WG1A: Mathematical Analysis, Data-Analysis and Statistics
Vice Leader: Dr. Tatjana Atanasova – Pachemska, fYR Macedonia
Objectives: This working group, equipped with cutting-edge knowledge in new mathematical methods in epidemiology and understanding of diverse EU related projects, is responsible for modelling and including control measures and invasion scenarios into new world regions like Europe:
- Data-analysis of mobility patterns is a core research area of this group;
- Another aspect is to define theoretical tools to measure the efficacy gained from the real data related to disease cases, in case of discussed application of avant-garde mosquito repellents combating diseases using nano-micro-particles on textiles, paints and other materials. Action participants from other Working Partners (WPs) are ready to invest in pilot studies. In this connection, already existing data will be sought.

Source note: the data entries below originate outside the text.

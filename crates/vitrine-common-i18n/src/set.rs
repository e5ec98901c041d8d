// Copyright (c) 2025 Geoffrey Huntley <ghuntley@ghuntley.com>. All rights reserved.
// SPDX-License-Identifier: Proprietary

//! The closed set of locales a deployment serves.

use tracing::debug;

use crate::error::I18nError;
use crate::locale::Locale;

/// Supported locales plus the designated default.
///
/// The default is always a member of the set. Declaration order is kept so
/// language pickers render in the configured order.
#[derive(Debug, Clone, PartialEq, Eq)]
pub struct LocaleSet {
	supported: Vec<Locale>,
	default: Locale,
}

impl LocaleSet {
	pub fn new<I, S>(default: &str, supported: I) -> Result<Self, I18nError>
	where
		I: IntoIterator<Item = S>,
		S: AsRef<str>,
	{
		let mut locales: Vec<Locale> = Vec::new();
		for code in supported {
			let locale = Locale::parse(code.as_ref().trim())?;
			if !locales.contains(&locale) {
				locales.push(locale);
			}
		}

		if locales.is_empty() {
			return Err(I18nError::Empty);
		}

		let default = Locale::parse(default.trim())?;
		if !locales.contains(&default) {
			return Err(I18nError::DefaultNotSupported {
				default: default.to_string(),
				supported: join_codes(&locales),
			});
		}

		Ok(Self {
			supported: locales,
			default,
		})
	}

	pub fn default_locale(&self) -> &Locale {
		&self.default
	}

	pub fn contains(&self, code: &str) -> bool {
		self.find(code).is_some()
	}

	/// Find the supported locale matching `code`, ignoring case, separator
	/// style and surrounding whitespace.
	pub fn find(&self, code: &str) -> Option<&Locale> {
		let candidate = Locale::parse(code.trim()).ok()?;
		self.supported.iter().find(|locale| **locale == candidate)
	}

	pub fn iter(&self) -> impl Iterator<Item = &Locale> {
		self.supported.iter()
	}

	pub fn len(&self) -> usize {
		self.supported.len()
	}

	pub fn is_empty(&self) -> bool {
		self.supported.is_empty()
	}

	/// Return `candidate` if supported, otherwise the default locale.
	pub fn validate(&self, candidate: &str) -> Locale {
		match self.find(candidate) {
			Some(locale) => locale.clone(),
			None => {
				debug!(
					candidate,
					default = %self.default,
					"unsupported locale, using default"
				);
				self.default.clone()
			}
		}
	}
}

fn join_codes(locales: &[Locale]) -> String {
	locales
		.iter()
		.map(Locale::as_str)
		.collect::<Vec<_>>()
		.join(", ")
}
// Copyright (c) 2025 Geoffrey Huntley <ghuntley@ghuntley.com>. All rights reserved.
// SPDX-License-Identifier: Proprietary

use std::fmt;

/// The localizable fields of a content record.
#[derive(Debug, Clone, Copy, PartialEq, Eq, Hash, PartialOrd, Ord)]
pub enum Field {
	Title,
	Body,
	Location,
	Country,
}

impl Field {
	/// Every field, in output order.
	pub const ALL: [Field; 4] = [Field::Title, Field::Body, Field::Location, Field::Country];

	/// Canonical key prefix used in flat records.
	pub fn as_str(&self) -> &'static str {
		match self {
			Field::Title => "title",
			Field::Body => "body",
			Field::Location => "location",
			Field::Country => "country",
		}
	}

	/// Map a flat key prefix to a field. `content` is accepted for `body`.
	pub fn from_key(key: &str) -> Option<Field> {
		match key {
			"title" => Some(Field::Title),
			"body" | "content" => Some(Field::Body),
			"location" => Some(Field::Location),
			"country" => Some(Field::Country),
			_ => None,
		}
	}

	pub(crate) fn index(&self) -> usize {
		*self as usize
	}
}

impl fmt::Display for Field {
	fn fmt(&self, f: &mut fmt::Formatter<'_>) -> fmt::Result {
		f.write_str(self.as_str())
	}
}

- Another research line discussed in this group is the crossing between applied mathematics, statistical physics and epidemiology in relation to spreading of mosquito transmitted infectious diseases on large geographical areas including the complexity and stochastic effects in disease dynamics;
- Some analytical methods include Optimal Control Theory. The basic properties of the solutions to structure nonlinear population dynamics with emphasis on existence, uniqueness, positivity, comparison results and large-time behaviour of the solution, will be investigated;
- Another subject related to the topic of the proposed project is the controllability of age-structured population dynamics. In this framework, some stabilization and controllability problems for models describing the dynamics of some diffusive populations must be partially studied.
- To meet in formal COST Action Workshop yearly to discuss the delivery of the objectives;
- To inform other Workgroups about the progress and implement their experimental, industrial andpractical results in the mathematical framework;
- To organise formal COST Action training for members within the WG where necessary;
- Centre Visits combined with workshop and training to maximise learning new techniques.
- Development of mathematical tools for analysing data in a possible field study within 12-24 months
- Publication of results in high impact peer reviewed journals.